**Exercise**
Go through the entries below from the first line and transcribe each one exactly, ending with the line that contains "use crate::error::AppError;".

**Excerpted records**
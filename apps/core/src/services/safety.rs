//! Safety-check data exchanged with the content filter.

use serde::{Deserialize, Serialize};

use super::traits::SafetyChecker;
use crate::brain::context::ConversationContextFull;
use crate::error::AppError;

#[derive(Debug, Clone, Copy, PartialEq, Eq, Serialize, Deserialize)]
#[serde(rename_all = "lowercase")]
pub enum SafetySeverity {
    Info,
    Warning,
    Critical,
}

/// A concern raised by the safety filter, passed through untouched.
#[derive(Debug, Clone, PartialEq, Eq, Serialize, Deserialize)]
pub struct SafetyFlag {
    /// Filter-defined code, e.g. `"eating_disorder_risk"`
    pub code: String,
    pub severity: SafetySeverity,
}

impl SafetyFlag {
    pub fn new(code: impl Into<String>, severity: SafetySeverity) -> Self {
        Self {
            code: code.into(),
            severity,
        }
    }
}

#[derive(Debug, Clone, Default, PartialEq, Serialize, Deserialize)]
pub struct SafetyCheck {
    pub flags: Vec<SafetyFlag>,
}

/// Checker that never raises a flag, for hosts without a safety service.
#[derive(Debug, Clone, Copy, Default)]
pub struct NoopSafetyChecker;

impl SafetyChecker for NoopSafetyChecker {
    fn check_input(
        &self,
        _message: &str,
        _context: &ConversationContextFull,
    ) -> Result<SafetyCheck, AppError> {
        Ok(SafetyCheck::default())
    }
}
use chrono::{NaiveDate, Utc};
use std::collections::HashMap;
use std::sync::Mutex;

/// Per-user daily counter of re-ranking calls, kept by the caller.
///
/// The detector only reads `llm_calls_today`; hosts that process several
/// messages of one user concurrently use [`LlmQuota::try_acquire`] so the
/// compare and the increment happen under a single lock.
pub struct LlmQuota {
    /// Day and call count for each user ID.
    counters: Mutex<HashMap<String, (NaiveDate, u32)>>,
    /// The maximum number of calls allowed per day.
    limit: u32,
}

impl LlmQuota {
    /// Creates a new `LlmQuota`.
    ///
    /// # Arguments
    ///
    /// * `limit` - The number of calls allowed per user per calendar day (UTC).
    pub fn new(limit: u32) -> Self {
        LlmQuota {
            counters: Mutex::new(HashMap::new()),
            limit,
        }
    }

    pub fn limit(&self) -> u32 {
        self.limit
    }

    /// Calls already charged to `user_id` on `day`.
    pub fn calls_on(&self, user_id: &str, day: NaiveDate) -> u32 {
        let counters = self.counters.lock().unwrap_or_else(|e| e.into_inner());
        match counters.get(user_id) {
            Some((counted_day, count)) if *counted_day == day => *count,
            _ => 0,
        }
    }

    pub fn calls_today(&self, user_id: &str) -> u32 {
        self.calls_on(user_id, Utc::now().date_naive())
    }

    /// Charges one call to `user_id` on `day` if the quota allows it.
    ///
    /// Returns `true` if the call was recorded, `false` if the quota is spent.
    /// A counter from an earlier day is reset first.
    pub fn try_acquire_on(&self, user_id: &str, day: NaiveDate) -> bool {
        let mut counters = self.counters.lock().unwrap_or_else(|e| e.into_inner());
        let entry = counters.entry(user_id.to_string()).or_insert((day, 0));

        if entry.0 != day {
            *entry = (day, 0);
        }

        if entry.1 < self.limit {
            entry.1 += 1;
            true
        } else {
            false
        }
    }

    pub fn try_acquire(&self, user_id: &str) -> bool {
        self.try_acquire_on(user_id, Utc::now().date_naive())
    }
}
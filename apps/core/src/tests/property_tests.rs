//! Property Tests
//!
//! Invariants that hold for every message: generated Unicode strings,
//! vocabulary-heavy phrases and generated contexts, plus a fixed corpus of
//! regression messages.

use crate::brain::{
    ConversationContextFull, DetectedIntent, IntentDetectionResult, IntentDetector, TimeOfDay,
    WeightTrend, TOP_INTENTS,
};
use proptest::prelude::*;
use std::collections::HashSet;
use std::thread;

const CORPUS: &[&str] = &[
    "",
    "   ",
    "j'ai faim",
    "je n'ai pas faim",
    "je suis fatigué",
    "pizza",
    "Bonjour ! J'ai mangé 200g de poulet et une salade ce midi",
    "je suis stressée au travail, envie de chocolat ce soir",
    "Pourquoi tu me proposes ce repas ?",
    "je stagne depuis 2 semaines, mes progrès sont nuls",
    "coup de barre à 16h, je grignote des biscuits",
    "I'm starving and so tired, what should I eat?",
    "je doute que ça marche",
    "commencer un défi !",
    "😀😀 émojis et accents: déjà-vu, naïve, œufs",
    "FAIM FAIM FAIM",
];

/// Words that trigger intent and entity rules, so generated phrases exercise
/// the boost table rather than only the UNKNOWN fallback.
const VOCABULARY: &[&str] = &[
    "j'ai", "faim", "pas", "soif", "fatigué", "stressée", "envie", "de", "chocolat", "pizza",
    "poulet", "200g", "ce", "soir", "16h", "mangé", "progrès", "plateau", "doute", "bonjour",
    "merci", "aide", "défi", "c'est", "trop", "bon", "perdre", "du", "poids", "triste", "œufs",
    "coup", "barre", "Hungry", "tired", "ÉPUISÉE", "😀", "’", "  ",
];

fn message_strategy() -> impl Strategy<Value = String> {
    prop_oneof![
        any::<String>(),
        "\\PC{0,80}",
        prop::collection::vec(prop::sample::select(VOCABULARY), 0..10)
            .prop_map(|words| words.join(" ")),
    ]
}

fn hours_strategy() -> impl Strategy<Value = f32> {
    prop_oneof![
        Just(f32::NAN),
        Just(f32::NEG_INFINITY),
        Just(f32::INFINITY),
        -48.0f32..48.0,
        any::<f32>(),
    ]
}

fn context_strategy() -> impl Strategy<Value = ConversationContextFull> {
    (
        hours_strategy(),
        prop::sample::select(vec![
            TimeOfDay::Morning,
            TimeOfDay::Afternoon,
            TimeOfDay::Evening,
            TimeOfDay::Night,
            TimeOfDay::Unknown,
        ]),
        prop::sample::select(vec![
            WeightTrend::Losing,
            WeightTrend::Stable,
            WeightTrend::Gaining,
            WeightTrend::Unknown,
        ]),
        any::<bool>(),
        0u32..40,
        0u32..40,
    )
        .prop_map(|(hours, time_of_day, trend, stress_eating, day, total)| {
            let ctx = ConversationContextFull::default()
                .with_hours_since_last_meal(hours)
                .with_time_of_day(time_of_day)
                .with_weight_trend(trend)
                .with_program_days(day, total);
            if stress_eating {
                ctx.with_stress_eating("travail", 0.7)
            } else {
                ctx
            }
        })
}

fn check_slots(result: &IntentDetectionResult) -> Result<(), TestCaseError> {
    prop_assert_eq!(result.top_intents.len(), TOP_INTENTS);
    for pair in result.top_intents.windows(2) {
        prop_assert!(
            pair[0].confidence >= pair[1].confidence,
            "unsorted: {:?}",
            result.top_intents
        );
    }
    for slot in &result.top_intents {
        prop_assert!((0.0..=1.0).contains(&slot.confidence));
    }

    let real: Vec<_> = result
        .top_intents
        .iter()
        .filter(|slot| **slot != DetectedIntent::empty_slot())
        .collect();
    let distinct: HashSet<_> = real.iter().map(|slot| slot.intent).collect();
    prop_assert_eq!(distinct.len(), real.len(), "duplicate intent: {:?}", result.top_intents);
    Ok(())
}

fn check_entities(message: &str, result: &IntentDetectionResult) -> Result<(), TestCaseError> {
    let mut seen = HashSet::new();
    for entity in &result.entities {
        prop_assert!(
            seen.insert((entity.entity_type, entity.value.to_lowercase())),
            "duplicate entity {:?}",
            entity
        );
        let (start, end) = entity.position;
        prop_assert!(start < end && end <= message.len());
        prop_assert_eq!(&message[start..end], entity.value.as_str());
    }
    Ok(())
}

proptest! {
    #[test]
    fn always_three_descending_distinct_slots(
        message in message_strategy(),
        ctx in context_strategy(),
    ) {
        let result = IntentDetector::default().detect_intent(&message, &ctx, false, 0);
        check_slots(&result)?;
    }

    #[test]
    fn entity_spans_match_message(message in message_strategy()) {
        let result = IntentDetector::default().detect_intent(
            &message,
            &ConversationContextFull::default(),
            false,
            0,
        );
        check_entities(&message, &result)?;
    }

    #[test]
    fn detection_is_deterministic(
        message in message_strategy(),
        ctx in context_strategy(),
        premium in any::<bool>(),
        calls in 0u32..30,
    ) {
        let detector = IntentDetector::default();
        let first = detector.detect_intent(&message, &ctx, premium, calls);
        let second = detector.detect_intent(&message, &ctx, premium, calls);
        prop_assert_eq!(first, second);
    }
}

#[test]
fn test_corpus_regressions() {
    let detector = IntentDetector::default();
    let contexts = [
        ConversationContextFull::default(),
        ConversationContextFull::default()
            .with_hours_since_last_meal(7.0)
            .with_time_of_day(TimeOfDay::Morning),
        ConversationContextFull::default()
            .with_time_of_day(TimeOfDay::Night)
            .with_stress_eating("travail", 0.8),
        ConversationContextFull::default().with_hours_since_last_meal(f32::NAN),
    ];

    for ctx in &contexts {
        for message in CORPUS {
            let result = detector.detect_intent(message, ctx, false, 0);
            check_slots(&result).unwrap();
            check_entities(message, &result).unwrap();
        }
    }
}

#[test]
fn test_shared_detector_across_threads() {
    let detector = IntentDetector::default();
    let ctx = ConversationContextFull::default();
    let expected: Vec<_> = CORPUS
        .iter()
        .map(|m| detector.detect_intent(m, &ctx, false, 0))
        .collect();

    thread::scope(|s| {
        for _ in 0..4 {
            s.spawn(|| {
                for (message, want) in CORPUS.iter().zip(&expected) {
                    assert_eq!(&detector.detect_intent(message, &ctx, false, 0), want);
                }
            });
        }
    });
}
//! Per-detection timing records.

use chrono::{DateTime, Utc};
use serde::{Deserialize, Serialize};
use tracing::info;

use super::traits::TelemetrySink;
use crate::brain::intent::Intent;

#[derive(Debug, Clone, PartialEq, Serialize, Deserialize)]
#[serde(rename_all = "camelCase")]
pub struct TelemetryRecord {
    pub elapsed_ms: u64,
    pub primary_intent: Intent,
    pub timestamp: DateTime<Utc>,
}

impl TelemetryRecord {
    pub fn new(elapsed_ms: u64, primary_intent: Intent) -> Self {
        Self {
            elapsed_ms,
            primary_intent,
            timestamp: Utc::now(),
        }
    }
}

/// Emits records as structured `tracing` events.
#[derive(Debug, Clone, Copy, Default)]
pub struct TracingTelemetrySink;

impl TelemetrySink for TracingTelemetrySink {
    fn record(&self, record: &TelemetryRecord) {
        info!(
            target: "intent_telemetry",
            elapsed_ms = record.elapsed_ms,
            primary_intent = %record.primary_intent,
            "intent detected"
        );
    }
}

**Answer section**
filename apps/core/src/services/safety.rs
//! Safety-check data exchanged with the content filter.

use serde::{Deserialize, Serialize};

use super::traits::SafetyChecker;
use crate::brain::context::ConversationContextFull;
use crate::error::AppError;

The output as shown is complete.